■ Assigned task:
Lines in the records below that contain the word "Hash" must each be copied.

Top of Material for this exercise

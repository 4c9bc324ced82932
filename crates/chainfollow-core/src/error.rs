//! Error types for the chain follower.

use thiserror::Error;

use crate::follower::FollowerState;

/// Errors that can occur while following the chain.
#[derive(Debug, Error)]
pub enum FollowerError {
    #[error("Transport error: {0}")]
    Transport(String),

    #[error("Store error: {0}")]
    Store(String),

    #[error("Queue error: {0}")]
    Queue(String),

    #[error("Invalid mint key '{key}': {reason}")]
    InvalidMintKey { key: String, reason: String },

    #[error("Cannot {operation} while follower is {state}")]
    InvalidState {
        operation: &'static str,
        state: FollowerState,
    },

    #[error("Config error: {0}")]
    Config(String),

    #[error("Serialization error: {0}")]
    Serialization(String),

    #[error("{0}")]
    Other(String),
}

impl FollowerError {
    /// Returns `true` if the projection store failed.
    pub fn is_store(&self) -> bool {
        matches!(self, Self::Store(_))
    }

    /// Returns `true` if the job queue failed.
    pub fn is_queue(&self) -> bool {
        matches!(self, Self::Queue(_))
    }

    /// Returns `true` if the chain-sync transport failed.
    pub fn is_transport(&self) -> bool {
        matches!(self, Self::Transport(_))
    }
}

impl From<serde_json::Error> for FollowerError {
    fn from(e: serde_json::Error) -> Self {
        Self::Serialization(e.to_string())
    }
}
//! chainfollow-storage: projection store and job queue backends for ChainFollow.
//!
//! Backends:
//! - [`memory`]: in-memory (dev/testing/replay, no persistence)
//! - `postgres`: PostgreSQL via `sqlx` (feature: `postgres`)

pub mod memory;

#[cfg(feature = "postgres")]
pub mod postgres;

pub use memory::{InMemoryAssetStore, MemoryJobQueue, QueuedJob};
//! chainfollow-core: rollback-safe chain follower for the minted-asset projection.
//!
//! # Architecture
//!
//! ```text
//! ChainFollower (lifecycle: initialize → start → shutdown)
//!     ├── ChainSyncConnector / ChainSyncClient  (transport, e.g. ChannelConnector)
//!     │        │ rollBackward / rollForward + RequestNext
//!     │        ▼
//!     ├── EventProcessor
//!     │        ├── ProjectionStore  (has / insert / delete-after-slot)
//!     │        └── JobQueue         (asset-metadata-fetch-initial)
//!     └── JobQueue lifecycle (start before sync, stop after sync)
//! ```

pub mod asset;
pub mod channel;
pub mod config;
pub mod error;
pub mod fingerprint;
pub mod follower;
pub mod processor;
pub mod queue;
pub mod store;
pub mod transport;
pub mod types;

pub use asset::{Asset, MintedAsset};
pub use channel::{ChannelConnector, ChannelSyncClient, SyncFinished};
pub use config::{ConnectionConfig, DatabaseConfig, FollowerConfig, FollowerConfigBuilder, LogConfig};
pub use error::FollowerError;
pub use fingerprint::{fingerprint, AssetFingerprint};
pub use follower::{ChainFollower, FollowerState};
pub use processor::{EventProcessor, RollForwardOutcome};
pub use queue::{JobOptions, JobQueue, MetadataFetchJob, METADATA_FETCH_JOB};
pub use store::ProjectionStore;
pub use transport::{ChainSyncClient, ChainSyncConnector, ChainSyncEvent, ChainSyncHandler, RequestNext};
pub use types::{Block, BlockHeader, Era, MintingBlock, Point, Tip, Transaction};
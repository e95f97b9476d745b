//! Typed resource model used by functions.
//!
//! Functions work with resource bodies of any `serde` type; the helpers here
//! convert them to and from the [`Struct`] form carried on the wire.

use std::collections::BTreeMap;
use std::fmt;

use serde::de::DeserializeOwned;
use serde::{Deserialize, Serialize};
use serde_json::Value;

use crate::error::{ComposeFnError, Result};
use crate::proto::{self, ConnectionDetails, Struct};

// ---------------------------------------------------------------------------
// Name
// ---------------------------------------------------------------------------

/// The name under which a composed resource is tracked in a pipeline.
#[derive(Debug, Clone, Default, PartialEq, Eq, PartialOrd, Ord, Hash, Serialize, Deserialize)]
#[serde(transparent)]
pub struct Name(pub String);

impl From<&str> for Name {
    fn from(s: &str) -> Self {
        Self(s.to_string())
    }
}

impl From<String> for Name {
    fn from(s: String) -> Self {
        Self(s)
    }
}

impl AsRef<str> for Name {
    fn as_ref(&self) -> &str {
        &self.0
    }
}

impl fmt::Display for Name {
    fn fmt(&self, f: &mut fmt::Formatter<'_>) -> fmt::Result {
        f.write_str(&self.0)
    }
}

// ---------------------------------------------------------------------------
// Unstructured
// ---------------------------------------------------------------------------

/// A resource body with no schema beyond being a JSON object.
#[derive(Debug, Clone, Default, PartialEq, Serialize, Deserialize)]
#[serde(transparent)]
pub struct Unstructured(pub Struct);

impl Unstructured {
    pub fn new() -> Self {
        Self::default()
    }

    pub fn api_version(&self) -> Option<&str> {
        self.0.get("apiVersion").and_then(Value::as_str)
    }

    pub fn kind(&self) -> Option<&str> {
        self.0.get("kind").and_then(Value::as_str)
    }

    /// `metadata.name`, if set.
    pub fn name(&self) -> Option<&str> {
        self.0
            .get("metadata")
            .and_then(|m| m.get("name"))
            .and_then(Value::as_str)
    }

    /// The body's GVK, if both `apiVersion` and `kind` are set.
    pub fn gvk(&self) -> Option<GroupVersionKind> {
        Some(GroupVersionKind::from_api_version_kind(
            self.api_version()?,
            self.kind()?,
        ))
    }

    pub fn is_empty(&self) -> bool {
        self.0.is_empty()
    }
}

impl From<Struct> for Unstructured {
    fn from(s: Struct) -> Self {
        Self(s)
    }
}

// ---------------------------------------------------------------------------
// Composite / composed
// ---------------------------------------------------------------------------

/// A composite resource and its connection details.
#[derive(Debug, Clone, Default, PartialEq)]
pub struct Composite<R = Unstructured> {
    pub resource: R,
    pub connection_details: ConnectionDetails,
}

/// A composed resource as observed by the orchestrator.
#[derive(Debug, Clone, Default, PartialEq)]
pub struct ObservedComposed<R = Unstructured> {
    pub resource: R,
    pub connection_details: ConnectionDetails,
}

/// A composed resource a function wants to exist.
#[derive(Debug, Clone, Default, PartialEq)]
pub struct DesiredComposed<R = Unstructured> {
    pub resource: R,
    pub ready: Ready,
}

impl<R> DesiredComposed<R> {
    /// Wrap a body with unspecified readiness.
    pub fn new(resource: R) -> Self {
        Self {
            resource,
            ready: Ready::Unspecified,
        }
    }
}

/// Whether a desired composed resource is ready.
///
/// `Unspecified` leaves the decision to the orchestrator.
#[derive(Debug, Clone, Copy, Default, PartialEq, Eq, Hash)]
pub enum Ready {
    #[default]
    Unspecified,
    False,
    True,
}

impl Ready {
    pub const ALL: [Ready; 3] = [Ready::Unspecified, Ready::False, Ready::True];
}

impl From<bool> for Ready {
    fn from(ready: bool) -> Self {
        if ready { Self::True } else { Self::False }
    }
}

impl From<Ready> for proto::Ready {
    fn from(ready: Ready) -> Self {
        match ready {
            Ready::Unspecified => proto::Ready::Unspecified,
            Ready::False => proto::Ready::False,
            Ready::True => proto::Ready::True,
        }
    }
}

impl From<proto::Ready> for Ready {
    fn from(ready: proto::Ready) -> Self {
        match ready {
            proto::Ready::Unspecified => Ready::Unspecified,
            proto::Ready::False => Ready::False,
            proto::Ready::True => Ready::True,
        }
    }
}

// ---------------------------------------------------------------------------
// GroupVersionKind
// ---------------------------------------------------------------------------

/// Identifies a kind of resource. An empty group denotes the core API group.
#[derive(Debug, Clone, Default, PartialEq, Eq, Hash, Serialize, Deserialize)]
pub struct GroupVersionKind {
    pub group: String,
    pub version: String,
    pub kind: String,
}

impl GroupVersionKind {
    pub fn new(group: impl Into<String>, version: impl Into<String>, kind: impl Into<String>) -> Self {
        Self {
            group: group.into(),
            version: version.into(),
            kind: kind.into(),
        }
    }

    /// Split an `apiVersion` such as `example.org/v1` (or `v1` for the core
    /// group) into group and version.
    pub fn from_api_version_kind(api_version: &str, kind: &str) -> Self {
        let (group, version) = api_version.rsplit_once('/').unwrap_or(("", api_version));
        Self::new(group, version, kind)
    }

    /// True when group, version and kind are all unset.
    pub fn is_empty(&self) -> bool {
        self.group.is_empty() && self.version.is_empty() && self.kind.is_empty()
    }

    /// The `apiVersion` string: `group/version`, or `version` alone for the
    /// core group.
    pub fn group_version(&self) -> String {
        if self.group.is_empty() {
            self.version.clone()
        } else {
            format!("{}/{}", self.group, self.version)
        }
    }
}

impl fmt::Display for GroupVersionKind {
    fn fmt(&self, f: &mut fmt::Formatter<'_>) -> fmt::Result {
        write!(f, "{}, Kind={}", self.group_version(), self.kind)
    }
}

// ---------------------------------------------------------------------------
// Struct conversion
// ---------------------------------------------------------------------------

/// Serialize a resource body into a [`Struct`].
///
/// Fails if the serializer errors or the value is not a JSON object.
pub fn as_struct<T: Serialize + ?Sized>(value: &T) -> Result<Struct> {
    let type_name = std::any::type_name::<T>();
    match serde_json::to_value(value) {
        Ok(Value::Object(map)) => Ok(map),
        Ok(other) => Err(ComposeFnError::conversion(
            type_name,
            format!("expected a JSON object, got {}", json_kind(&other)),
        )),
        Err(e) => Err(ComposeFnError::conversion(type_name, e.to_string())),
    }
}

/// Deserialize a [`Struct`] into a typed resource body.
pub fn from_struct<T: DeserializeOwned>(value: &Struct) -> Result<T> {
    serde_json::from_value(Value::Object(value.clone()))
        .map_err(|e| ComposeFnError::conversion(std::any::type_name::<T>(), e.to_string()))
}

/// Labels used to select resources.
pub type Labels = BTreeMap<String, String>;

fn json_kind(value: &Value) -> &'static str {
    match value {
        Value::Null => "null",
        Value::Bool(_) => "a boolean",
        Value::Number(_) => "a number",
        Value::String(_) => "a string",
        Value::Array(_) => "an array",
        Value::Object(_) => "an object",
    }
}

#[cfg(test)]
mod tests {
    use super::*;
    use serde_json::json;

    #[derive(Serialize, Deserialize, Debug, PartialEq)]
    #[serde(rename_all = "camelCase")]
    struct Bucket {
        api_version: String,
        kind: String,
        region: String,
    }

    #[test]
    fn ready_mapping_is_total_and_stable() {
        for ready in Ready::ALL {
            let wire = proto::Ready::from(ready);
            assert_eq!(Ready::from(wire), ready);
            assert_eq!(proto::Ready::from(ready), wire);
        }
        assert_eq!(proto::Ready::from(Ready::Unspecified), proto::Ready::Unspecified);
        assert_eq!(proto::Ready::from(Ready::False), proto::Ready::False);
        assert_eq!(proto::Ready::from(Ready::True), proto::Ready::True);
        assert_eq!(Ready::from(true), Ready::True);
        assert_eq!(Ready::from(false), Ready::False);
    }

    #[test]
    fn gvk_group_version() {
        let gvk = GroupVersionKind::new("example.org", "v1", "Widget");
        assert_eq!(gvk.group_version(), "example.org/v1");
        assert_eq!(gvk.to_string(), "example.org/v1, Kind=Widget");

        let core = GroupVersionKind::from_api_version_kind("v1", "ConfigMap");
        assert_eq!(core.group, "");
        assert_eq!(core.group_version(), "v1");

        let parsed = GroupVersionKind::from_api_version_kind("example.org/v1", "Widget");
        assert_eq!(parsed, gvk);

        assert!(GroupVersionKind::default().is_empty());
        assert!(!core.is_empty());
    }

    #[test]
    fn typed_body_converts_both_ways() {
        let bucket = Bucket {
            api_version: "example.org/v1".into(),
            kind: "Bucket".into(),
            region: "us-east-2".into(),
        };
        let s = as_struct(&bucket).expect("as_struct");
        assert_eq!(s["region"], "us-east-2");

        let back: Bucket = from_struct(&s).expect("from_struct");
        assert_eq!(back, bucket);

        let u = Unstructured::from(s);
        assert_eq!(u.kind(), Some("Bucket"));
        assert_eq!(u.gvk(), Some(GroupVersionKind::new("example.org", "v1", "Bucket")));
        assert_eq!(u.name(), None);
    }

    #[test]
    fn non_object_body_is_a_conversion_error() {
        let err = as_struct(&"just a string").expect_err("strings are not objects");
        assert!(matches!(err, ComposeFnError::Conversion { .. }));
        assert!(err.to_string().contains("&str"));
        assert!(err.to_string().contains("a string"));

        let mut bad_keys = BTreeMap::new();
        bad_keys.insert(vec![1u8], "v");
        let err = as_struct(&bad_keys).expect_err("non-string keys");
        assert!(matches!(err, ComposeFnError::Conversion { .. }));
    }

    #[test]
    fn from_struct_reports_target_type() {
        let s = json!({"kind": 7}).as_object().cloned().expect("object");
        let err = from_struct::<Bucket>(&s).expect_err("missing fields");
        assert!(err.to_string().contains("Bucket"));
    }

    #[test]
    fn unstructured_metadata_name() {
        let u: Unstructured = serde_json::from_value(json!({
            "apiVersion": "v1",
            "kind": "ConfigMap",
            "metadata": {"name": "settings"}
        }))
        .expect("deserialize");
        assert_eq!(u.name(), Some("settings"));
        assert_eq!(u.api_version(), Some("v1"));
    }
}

Bottom of Material for this exercise
Top of Material for this exercise

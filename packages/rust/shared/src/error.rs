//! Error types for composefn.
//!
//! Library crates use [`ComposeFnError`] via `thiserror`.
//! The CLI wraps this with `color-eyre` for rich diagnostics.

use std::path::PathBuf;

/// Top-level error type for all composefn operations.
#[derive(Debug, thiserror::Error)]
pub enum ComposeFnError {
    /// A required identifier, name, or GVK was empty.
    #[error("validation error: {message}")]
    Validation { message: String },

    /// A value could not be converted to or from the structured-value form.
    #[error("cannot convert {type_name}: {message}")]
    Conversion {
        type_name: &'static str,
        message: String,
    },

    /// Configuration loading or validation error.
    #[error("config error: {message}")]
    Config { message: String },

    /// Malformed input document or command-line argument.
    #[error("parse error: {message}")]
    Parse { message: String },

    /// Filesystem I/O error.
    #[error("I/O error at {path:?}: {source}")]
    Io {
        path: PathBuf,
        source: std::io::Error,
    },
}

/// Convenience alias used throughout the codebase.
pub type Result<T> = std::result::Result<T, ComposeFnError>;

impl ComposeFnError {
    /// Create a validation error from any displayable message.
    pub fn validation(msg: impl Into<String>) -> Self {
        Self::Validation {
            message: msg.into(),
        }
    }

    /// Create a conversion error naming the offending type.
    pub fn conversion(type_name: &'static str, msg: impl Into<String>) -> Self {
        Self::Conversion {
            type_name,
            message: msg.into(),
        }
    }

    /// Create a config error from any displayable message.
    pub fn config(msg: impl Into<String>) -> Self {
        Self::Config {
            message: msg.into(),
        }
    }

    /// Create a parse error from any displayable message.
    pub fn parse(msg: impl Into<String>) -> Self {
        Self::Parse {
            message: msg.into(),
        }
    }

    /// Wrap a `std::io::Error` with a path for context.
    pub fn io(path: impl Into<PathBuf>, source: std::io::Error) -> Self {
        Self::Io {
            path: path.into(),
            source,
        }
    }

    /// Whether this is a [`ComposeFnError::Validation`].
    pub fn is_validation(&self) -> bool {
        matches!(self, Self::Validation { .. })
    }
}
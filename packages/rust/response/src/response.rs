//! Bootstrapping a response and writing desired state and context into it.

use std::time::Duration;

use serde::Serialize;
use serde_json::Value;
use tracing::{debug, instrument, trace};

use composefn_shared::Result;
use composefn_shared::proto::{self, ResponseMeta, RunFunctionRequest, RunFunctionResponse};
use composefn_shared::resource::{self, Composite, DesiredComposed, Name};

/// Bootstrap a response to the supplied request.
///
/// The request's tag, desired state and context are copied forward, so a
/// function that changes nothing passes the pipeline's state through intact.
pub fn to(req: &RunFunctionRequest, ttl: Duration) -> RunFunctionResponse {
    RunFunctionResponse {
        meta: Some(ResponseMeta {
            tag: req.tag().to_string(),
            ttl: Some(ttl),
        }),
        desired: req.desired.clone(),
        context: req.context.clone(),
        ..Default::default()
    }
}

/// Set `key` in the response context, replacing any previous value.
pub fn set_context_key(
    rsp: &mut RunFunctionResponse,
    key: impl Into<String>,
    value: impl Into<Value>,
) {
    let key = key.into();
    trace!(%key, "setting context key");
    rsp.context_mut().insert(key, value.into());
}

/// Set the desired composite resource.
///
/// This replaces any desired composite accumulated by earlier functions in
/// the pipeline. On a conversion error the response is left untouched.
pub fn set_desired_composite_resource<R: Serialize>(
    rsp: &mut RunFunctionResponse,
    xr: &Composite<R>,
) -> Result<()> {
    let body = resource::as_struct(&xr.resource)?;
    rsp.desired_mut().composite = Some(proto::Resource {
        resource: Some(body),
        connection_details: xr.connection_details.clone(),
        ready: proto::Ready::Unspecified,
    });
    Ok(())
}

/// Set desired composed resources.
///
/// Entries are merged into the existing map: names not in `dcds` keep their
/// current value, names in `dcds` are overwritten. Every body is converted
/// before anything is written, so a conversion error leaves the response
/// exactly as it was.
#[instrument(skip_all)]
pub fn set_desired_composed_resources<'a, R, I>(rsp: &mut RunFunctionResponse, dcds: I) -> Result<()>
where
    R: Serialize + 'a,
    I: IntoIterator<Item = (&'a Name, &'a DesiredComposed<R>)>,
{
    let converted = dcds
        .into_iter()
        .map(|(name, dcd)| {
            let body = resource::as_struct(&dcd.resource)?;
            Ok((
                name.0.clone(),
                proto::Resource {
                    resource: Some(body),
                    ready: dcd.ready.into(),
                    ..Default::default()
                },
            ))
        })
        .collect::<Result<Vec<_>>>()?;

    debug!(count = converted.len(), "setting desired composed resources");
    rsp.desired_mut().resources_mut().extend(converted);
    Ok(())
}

Bottom of Material for this exercise
Top of Material for this exercise

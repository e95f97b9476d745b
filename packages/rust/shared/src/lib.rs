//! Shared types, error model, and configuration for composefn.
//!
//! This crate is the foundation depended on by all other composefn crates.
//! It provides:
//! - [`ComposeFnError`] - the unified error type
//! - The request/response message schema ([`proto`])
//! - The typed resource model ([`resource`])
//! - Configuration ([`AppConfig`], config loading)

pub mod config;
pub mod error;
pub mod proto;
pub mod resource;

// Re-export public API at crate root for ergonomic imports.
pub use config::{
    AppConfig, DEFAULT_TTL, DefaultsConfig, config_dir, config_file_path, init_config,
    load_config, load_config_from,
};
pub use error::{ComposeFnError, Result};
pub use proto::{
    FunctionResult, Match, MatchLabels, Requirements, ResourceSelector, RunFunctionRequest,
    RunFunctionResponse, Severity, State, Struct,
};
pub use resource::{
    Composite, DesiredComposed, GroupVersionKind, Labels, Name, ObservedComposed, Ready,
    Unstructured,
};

Bottom of Material for this exercise

■ Response for this exercise:
#[derive(Debug, Clone, Default, PartialEq, Eq, PartialOrd, Ord, Hash, Serialize, Deserialize)]
#[derive(Debug, Clone, Copy, Default, PartialEq, Eq, Hash)]
#[derive(Debug, Clone, Default, PartialEq, Eq, Hash, Serialize, Deserialize)]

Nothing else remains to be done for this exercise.